-- Exercise directions --
Search term "debounce": copy each line of the records that contains it.

(Data extracted from a collection)
--- START ---

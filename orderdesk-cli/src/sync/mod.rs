//! Reconciled synchronization engine
//!
//! The spreadsheet is the system of record but offers no transactions and no
//! reliable write acknowledgment. This module owns the loop that keeps local
//! edits honest against it: baseline snapshot → diff tracking → ready-set
//! review → batched write → verification read → reconcile.

pub mod baseline;
pub mod columns;
pub mod debounce;
pub mod dispatch;
pub mod ready;
pub mod reconcile;
pub mod record;
pub mod session;
pub mod tracker;
pub mod value;
pub mod verify;

#[cfg(test)]
pub mod testing;

pub use baseline::BaselineSnapshot;
pub use columns::{ColumnMap, RemoteAddress};
pub use debounce::{CoalescedEdit, EditCoalescer};
pub use dispatch::{AcceptedCell, DispatchOutcome, RejectedCell, WriteErrorKind};
pub use ready::{ReadyItem, ReadySet};
pub use reconcile::{CommitReport, FailedDetail, MismatchDetail};
pub use record::{NaturalKey, OrderRecord};
pub use session::EditSession;
pub use tracker::{DiffTracker, DirtyCell, EditOutcome};
pub use value::{CellValue, EditableField, FieldKind};
pub use verify::{Mismatch, VerifyOutcome};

--- END ---

-- Solved problem --
pub mod debounce;
pub use debounce::{CoalescedEdit, EditCoalescer};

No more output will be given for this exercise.